■ **Exercise prompt**: From the data that follows, print exactly the lines starting at the one containing "let mut ids = Vec::new();" and ending at the one containing "for entry in"; include both of them and nothing more.

■ **Supplied records**:
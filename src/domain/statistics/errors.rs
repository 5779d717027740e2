use super::value_objects::AggregateKey;
use crate::store::StorageError;

// ============================================================================
// Statistics Guard Errors
// ============================================================================

#[derive(Debug, thiserror::Error)]
pub enum StatsError {
    #[error("Aggregate not found: {0}")]
    NotFound(AggregateKey),

    #[error("Version conflict on aggregate {key}: expected {expected}, found {actual}")]
    VersionConflict {
        key: String,
        expected: u64,
        actual: u64,
    },

    #[error("Invalid aggregate update: {0}")]
    Validation(String),

    #[error("Storage failure: {0}")]
    Storage(#[from] StorageError),
}

impl StatsError {
    pub fn is_conflict(&self) -> bool {
        matches!(self, StatsError::VersionConflict { .. })
    }
}

impl crate::utils::IsTransient for StatsError {
    fn is_transient(&self) -> bool {
        self.is_conflict()
    }
}
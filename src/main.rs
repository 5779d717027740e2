use std::sync::Arc;

use anyhow::Context;
use rust_decimal::Decimal;
use tracing_subscriber::{fmt, prelude::*, EnvFilter};
use uuid::Uuid;

use order_lifecycle::domain::order::{
    NewOrder, OrderStatus, OrderType, PaymentStatus, TransitionOrderStatus,
};
use order_lifecycle::metrics::{self, Metrics};
use order_lifecycle::store::{MemoryOrderStore, OrderStore, PgOrderStore};
use order_lifecycle::{EngineConfig, OrderLifecycle};

#[actix_web::main]
async fn main() -> anyhow::Result<()> {
    let _ = dotenvy::from_filename(".env.local");

    // Initialize structured logging with environment-based filtering
    // Default to INFO level, can be overridden with RUST_LOG env var
    // Example: RUST_LOG=debug cargo run
    tracing_subscriber::registry()
        .with(fmt::layer().with_target(true).with_thread_ids(true))
        .with(
            EnvFilter::try_from_default_env()
                .unwrap_or_else(|_| EnvFilter::new("info,order_lifecycle=debug")),
        )
        .init();

    tracing::info!("Starting order lifecycle engine");

    let config = EngineConfig::from_env().context("loading engine configuration")?;

    // === 1. Select the store ===
    let store: Arc<dyn OrderStore> = match &config.database_url {
        Some(url) => {
            tracing::info!("Connecting to Postgres...");
            Arc::new(
                PgOrderStore::connect(url, 10)
                    .await
                    .context("connecting to the order database")?,
            )
        }
        None => {
            tracing::info!("No database configured, using the in-memory store");
            Arc::new(MemoryOrderStore::new())
        }
    };

    // === 2. Initialize Prometheus metrics ===
    let metrics = Arc::new(Metrics::new()?);
    tracing::info!("Metrics registry created with {} metrics", metrics.registry().gather().len());

    let metrics_registry = Arc::new(metrics.registry().clone());
    let metrics_port = config.metrics_port;
    actix_web::rt::spawn(async move {
        if let Err(e) = metrics::start_metrics_server(metrics_registry, metrics_port).await {
            tracing::error!("Metrics server error: {}", e);
        }
    });

    // === 3. Build the engine ===
    let engine = OrderLifecycle::new(store, &config, metrics.clone());

    // === 4. Demo: walk orders through their lifecycle ===
    run_demo(&engine).await?;

    tracing::info!("Press Ctrl+C to stop");
    tokio::signal::ctrl_c().await?;
    tracing::info!("Shutting down");

    Ok(())
}

async fn run_demo(engine: &OrderLifecycle) -> anyhow::Result<()> {
    let stamp = chrono::Utc::now().format("%Y%m%d%H%M%S");
    let mut ids = Vec::new();
    for (i, (order_type, cents)) in [
        (OrderType::Sales, 12_999),
        (OrderType::Rental, 4_500),
        (OrderType::Sales, 89_000),
    ]
    .into_iter()
    .enumerate()
    {
        let order = engine
            .register_order(NewOrder {
                order_number: format!("ORD-{stamp}-{:04}", i + 1),
                order_type,
                total_amount: Decimal::new(cents, 2),
                payment_status: PaymentStatus::Paid,
            })
            .await?;
        tracing::info!(order_id = %order.id, order_number = %order.order_number, "Registered demo order");
        ids.push(order.id);
    }

    let first = ids[0];
    for target in [OrderStatus::Confirmed, OrderStatus::Shipped, OrderStatus::Completed] {
        engine
            .transition_order_status(first, &TransitionOrderStatus::new(target, "demo"))
            .await?;
    }

    let mut batch_ids = ids[1..].to_vec();
    batch_ids.push(Uuid::new_v4());
    let result = engine
        .batch_transition_order_status(
            &batch_ids,
            &TransitionOrderStatus::new(OrderStatus::Confirmed, "demo").with_note("bulk confirm"),
        )
        .await?;
    tracing::info!(
        result = %serde_json::to_string(&result)?,
        "Batch result"
    );

    for entry in engine.get_order_status_history(first).await? {
        tracing::info!(sequence = entry.sequence, at = %entry.recorded_at, "{}", entry.summary());
    }

    let totals = engine.order_totals().await?;
    tracing::info!(
        total_orders = totals.total_orders,
        completion_rate = %totals.completion_rate(),
        average_order_value = %totals.average_order_value(),
        "Order totals"
    );

    Ok(())
}
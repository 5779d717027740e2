// ============================================================================
// Domain Layer - Business Logic
// ============================================================================
//
// Each area has its own subdirectory:
// - order: status state machine, transitions, audit trail, batch execution
// - statistics: derived aggregate totals guarded by optimistic versioning
//
// Persistence lives behind `crate::store`.
//
// ============================================================================

pub mod order;
pub mod statistics;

■ **Finished task**:
    let mut ids = Vec::new();
    for (i, (order_type, cents)) in [
        (OrderType::Sales, 12_999),
        (OrderType::Rental, 4_500),
        (OrderType::Sales, 89_000),
    ]
    .into_iter()
    .enumerate()
    {
        let order = engine
            .register_order(NewOrder {
                order_number: format!("ORD-{stamp}-{:04}", i + 1),
                order_type,
                total_amount: Decimal::new(cents, 2),
                payment_status: PaymentStatus::Paid,
            })
            .await?;
        tracing::info!(order_id = %order.id, order_number = %order.order_number, "Registered demo order");
        ids.push(order.id);
    }

    let first = ids[0];
    for target in [OrderStatus::Confirmed, OrderStatus::Shipped, OrderStatus::Completed] {
        engine
            .transition_order_status(first, &TransitionOrderStatus::new(target, "demo"))
            .await?;
    }

    let mut batch_ids = ids[1..].to_vec();
    batch_ids.push(Uuid::new_v4());
    let result = engine
        .batch_transition_order_status(
            &batch_ids,
            &TransitionOrderStatus::new(OrderStatus::Confirmed, "demo").with_note("bulk confirm"),
        )
        .await?;
    tracing::info!(
        result = %serde_json::to_string(&result)?,
        "Batch result"
    );

    for entry in engine.get_order_status_history(first).await? {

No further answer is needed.